Cavetown’s first version of “Devil Town” was recorded when he was merely 15 years old. The original song opens with a crackling radio, and a layered chorus of Cavetown’s own voice, singing the majority of the piece. With the 2015 version featuring Cavetown’s younger voice, clapping paired with a repeating drum beat, and what seems to be a surf rock sound to the song; “Devil Town” circa 2019 is almost indistinguishable from the original version.
“Devil Town” in its re-recorded version, features lots of acoustic guitars, softer percussion, and a much slower tempo. While both use the same percussion beat during the chorus, the sounds could not be more different. The 2019 song sounds completely and totally different, with a folkier, matured sound. Cavetown’s latest edition allows one to ponder the darkness of the lyrics with lines like, “You said something dumb again/She’s mad, at least that’s what they said/Mum and daddy aren’t in love/ That’s fine, I’ll settle for two birthdays” peppered throughout the piece. Cavetown’s latest version allows the listener to appreciate the lyrics, as opposed to the 2015 version which sounded more frantic and didn’t truly allude to the grim content of the lyrics. The song ends with “I still get a little scared of something new/But I feel a little safer when I’m with you/Falling doesn’t feel so bad when I know you’ve fallen this way too” to conclude the song, expressing that one can appreciate the joy that is still be found in dark places with the people you love. Both the 2015 and 2019 “Devil Town” sound haunting in their own right. “Devil Town” from 2015 uses the aesthetics of the song to remind one of old haunted houses and old Halloween movies, while “Devil Town” from 2019 employs a slow tempo soft chorusing of “oohs” that brings to mind spirits and regret.

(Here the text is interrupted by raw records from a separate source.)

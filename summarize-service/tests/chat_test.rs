//! End-to-end `/api/chat` scenarios against the in-memory store and the
//! mock provider.

mod common;

use common::{TestApp, MOCK_SNIPPETS, TEST_API_KEY};
use summarize_service::services::providers::{MockChatProvider, MockFailure};

fn chat_body(text: &str) -> serde_json::Value {
    serde_json::json!({ "text": text })
}

#[tokio::test]
async fn under_quota_request_succeeds_and_records_usage() {
    let app = TestApp::spawn().await;
    let user_id = app.seed_subject(10_000, 0);

    let response = app
        .client()
        .post(format!("{}/api/chat", app.address))
        .bearer_auth(app.bearer_token(user_id))
        .json(&chat_body("The quick brown fox jumps over the lazy dog."))
        .send()
        .await
        .expect("Failed to execute request");

    assert_eq!(response.status(), 200);

    let body: serde_json::Value = response.json().await.expect("Failed to parse JSON");
    assert_eq!(body["snippet_count"], 3);
    assert_eq!(body["snippets"][0], "First insight.");
    assert_eq!(body["model"], "gpt-3.5-turbo");
    assert!(body["usage"]["total_tokens"].as_i64().unwrap() > 0);

    // Exactly one usage record, carrying the model and a positive count.
    let usage = app.store.usage();
    assert_eq!(usage.len(), 1);
    assert_eq!(usage[0].user_id, user_id);
    assert_eq!(usage[0].model, "gpt-3.5-turbo");
    assert!(usage[0].token_count > 0);
}

#[tokio::test]
async fn format_and_persona_are_accepted() {
    let app = TestApp::spawn().await;
    let user_id = app.seed_subject(10_000, 0);

    let response = app
        .client()
        .post(format!("{}/api/chat", app.address))
        .bearer_auth(app.bearer_token(user_id))
        .json(&serde_json::json!({
            "text": "Some long-form content worth summarizing.",
            "format": "bullet points",
            "persona": "casual"
        }))
        .send()
        .await
        .expect("Failed to execute request");

    assert_eq!(response.status(), 200);
}

#[tokio::test]
async fn empty_text_is_400_and_reaches_nothing() {
    let app = TestApp::spawn().await;
    let user_id = app.seed_subject(10_000, 0);

    let response = app
        .client()
        .post(format!("{}/api/chat", app.address))
        .bearer_auth(app.bearer_token(user_id))
        .json(&chat_body(""))
        .send()
        .await
        .expect("Failed to execute request");

    assert_eq!(response.status(), 400);
    assert_eq!(app.store.read_count(), 0);
    assert_eq!(app.provider.calls(), 0);
}

#[tokio::test]
async fn whitespace_only_text_is_400() {
    let app = TestApp::spawn().await;
    let user_id = app.seed_subject(10_000, 0);

    let response = app
        .client()
        .post(format!("{}/api/chat", app.address))
        .bearer_auth(app.bearer_token(user_id))
        .json(&chat_body("   \n\t  "))
        .send()
        .await
        .expect("Failed to execute request");

    assert_eq!(response.status(), 400);
    assert_eq!(app.provider.calls(), 0);
}

#[tokio::test]
async fn expired_token_is_401_before_any_store_read() {
    let app = TestApp::spawn().await;
    let user_id = app.seed_subject(10_000, 0);

    let response = app
        .client()
        .post(format!("{}/api/chat", app.address))
        .bearer_auth(app.expired_token(user_id))
        .json(&chat_body("The quick brown fox jumps over the lazy dog."))
        .send()
        .await
        .expect("Failed to execute request");

    assert_eq!(response.status(), 401);
    assert_eq!(app.store.read_count(), 0);
    assert!(app.store.usage().is_empty());
    assert_eq!(app.provider.calls(), 0);
}

#[tokio::test]
async fn subject_at_limit_is_403_and_upstream_is_never_called() {
    let app = TestApp::spawn().await;
    let user_id = app.seed_subject(1000, 1000);

    let response = app
        .client()
        .post(format!("{}/api/chat", app.address))
        .bearer_auth(app.bearer_token(user_id))
        .json(&chat_body("The quick brown fox jumps over the lazy dog."))
        .send()
        .await
        .expect("Failed to execute request");

    assert_eq!(response.status(), 403);
    assert_eq!(app.provider.calls(), 0);
    assert!(app.store.usage().is_empty());
}

#[tokio::test]
async fn subject_without_plan_is_403() {
    let app = TestApp::spawn().await;
    let user_id = uuid::Uuid::new_v4(); // authenticated, but no account row

    let response = app
        .client()
        .post(format!("{}/api/chat", app.address))
        .bearer_auth(app.bearer_token(user_id))
        .json(&chat_body("The quick brown fox jumps over the lazy dog."))
        .send()
        .await
        .expect("Failed to execute request");

    assert_eq!(response.status(), 403);
    assert_eq!(app.provider.calls(), 0);
}

#[tokio::test]
async fn upstream_failure_is_502_and_no_usage_is_written() {
    let app = TestApp::spawn_with_provider(MockChatProvider::fail_with(MockFailure::Api)).await;
    let user_id = app.seed_subject(10_000, 0);

    let response = app
        .client()
        .post(format!("{}/api/chat", app.address))
        .bearer_auth(app.bearer_token(user_id))
        .json(&chat_body("The quick brown fox jumps over the lazy dog."))
        .send()
        .await
        .expect("Failed to execute request");

    assert_eq!(response.status(), 502);
    assert_eq!(app.provider.calls(), 1);
    assert!(app.store.usage().is_empty());

    // The upstream error detail must not leak the provider credential.
    let body = response.text().await.expect("Failed to read body");
    assert!(!body.contains(TEST_API_KEY));
}

#[tokio::test]
async fn upstream_rate_limit_also_surfaces_as_502() {
    let app =
        TestApp::spawn_with_provider(MockChatProvider::fail_with(MockFailure::RateLimited)).await;
    let user_id = app.seed_subject(10_000, 0);

    let response = app
        .client()
        .post(format!("{}/api/chat", app.address))
        .bearer_auth(app.bearer_token(user_id))
        .json(&chat_body("The quick brown fox jumps over the lazy dog."))
        .send()
        .await
        .expect("Failed to execute request");

    assert_eq!(response.status(), 502);
    assert!(app.store.usage().is_empty());
}

#[tokio::test]
async fn store_failure_before_the_call_fails_closed() {
    let app = TestApp::spawn().await;
    let user_id = app.seed_subject(10_000, 0);
    app.store.set_fail_reads(true);

    let response = app
        .client()
        .post(format!("{}/api/chat", app.address))
        .bearer_auth(app.bearer_token(user_id))
        .json(&chat_body("The quick brown fox jumps over the lazy dog."))
        .send()
        .await
        .expect("Failed to execute request");

    // Authorization could not be confirmed, so the call is not made.
    assert_eq!(response.status(), 500);
    assert_eq!(app.provider.calls(), 0);
}

#[tokio::test]
async fn store_failure_after_the_call_fails_open() {
    let app = TestApp::spawn().await;
    let user_id = app.seed_subject(10_000, 0);
    app.store.set_fail_writes(true);

    let response = app
        .client()
        .post(format!("{}/api/chat", app.address))
        .bearer_auth(app.bearer_token(user_id))
        .json(&chat_body("The quick brown fox jumps over the lazy dog."))
        .send()
        .await
        .expect("Failed to execute request");

    // The response was already produced; a bookkeeping fault must not
    // unwind it.
    assert_eq!(response.status(), 200);

    let body: serde_json::Value = response.json().await.expect("Failed to parse JSON");
    assert_eq!(body["snippets"].as_array().unwrap().len(), 3);
    assert!(app.store.usage().is_empty());
}

#[tokio::test]
async fn remaining_allowance_shrinks_across_requests() {
    let app = TestApp::spawn().await;
    let user_id = app.seed_subject(10_000, 0);
    let token = app.bearer_token(user_id);

    let first: serde_json::Value = app
        .client()
        .post(format!("{}/api/chat", app.address))
        .bearer_auth(&token)
        .json(&chat_body("The quick brown fox jumps over the lazy dog."))
        .send()
        .await
        .expect("Failed to execute request")
        .json()
        .await
        .expect("Failed to parse JSON");

    let second: serde_json::Value = app
        .client()
        .post(format!("{}/api/chat", app.address))
        .bearer_auth(&token)
        .json(&chat_body("The quick brown fox jumps over the lazy dog."))
        .send()
        .await
        .expect("Failed to execute request")
        .json()
        .await
        .expect("Failed to parse JSON");

    let first_remaining = first["plan"]["remaining"].as_i64().unwrap();
    let second_remaining = second["plan"]["remaining"].as_i64().unwrap();
    assert!(second_remaining < first_remaining);
    assert_eq!(app.store.usage().len(), 2);
}

#[tokio::test]
async fn mock_snippets_round_trip_through_the_parser() {
    // Guard the canned payload against drift: three separator-delimited
    // snippets in, three snippets out.
    assert_eq!(MOCK_SNIPPETS.matches("---").count(), 2);

    let app = TestApp::spawn().await;
    let user_id = app.seed_subject(10_000, 0);

    let body: serde_json::Value = app
        .client()
        .post(format!("{}/api/chat", app.address))
        .bearer_auth(app.bearer_token(user_id))
        .json(&chat_body("The quick brown fox jumps over the lazy dog."))
        .send()
        .await
        .expect("Failed to execute request")
        .json()
        .await
        .expect("Failed to parse JSON");

    assert_eq!(
        body["snippets"],
        serde_json::json!(["First insight.", "Second insight.", "Third insight."])
    );
}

Kevin Devine’s new track, “Only Yourself” also features a folky sound and is somewhat reminiscent of the music of the ’60s. Devine uses an acoustic guitar background punctuated with electric riffs, a soft chorus behind his lead vocals, and what an inspiring message expressed through morbid lyrics. Lines like “High art/How we cannibalized ourselves!” can get lost in the gentle music, but are striking once fully comprehended. “Only Yourself” sounds as though the song should be motivational if taken at face value, but the tone and lyricism of the song make it seem as though Devine is attempting to remind himself that he can’t truly change.
Devinyl Splits No. 11 is an excellent combination of a revisited favourite, and a new song ironically telling people to move forward from the past. Devine’s mature and solid sound pairs well with Cavetown’s higher and younger singing voice and musical style. Their song can be found everywhere February 1st, streamed and purchased by vinyl.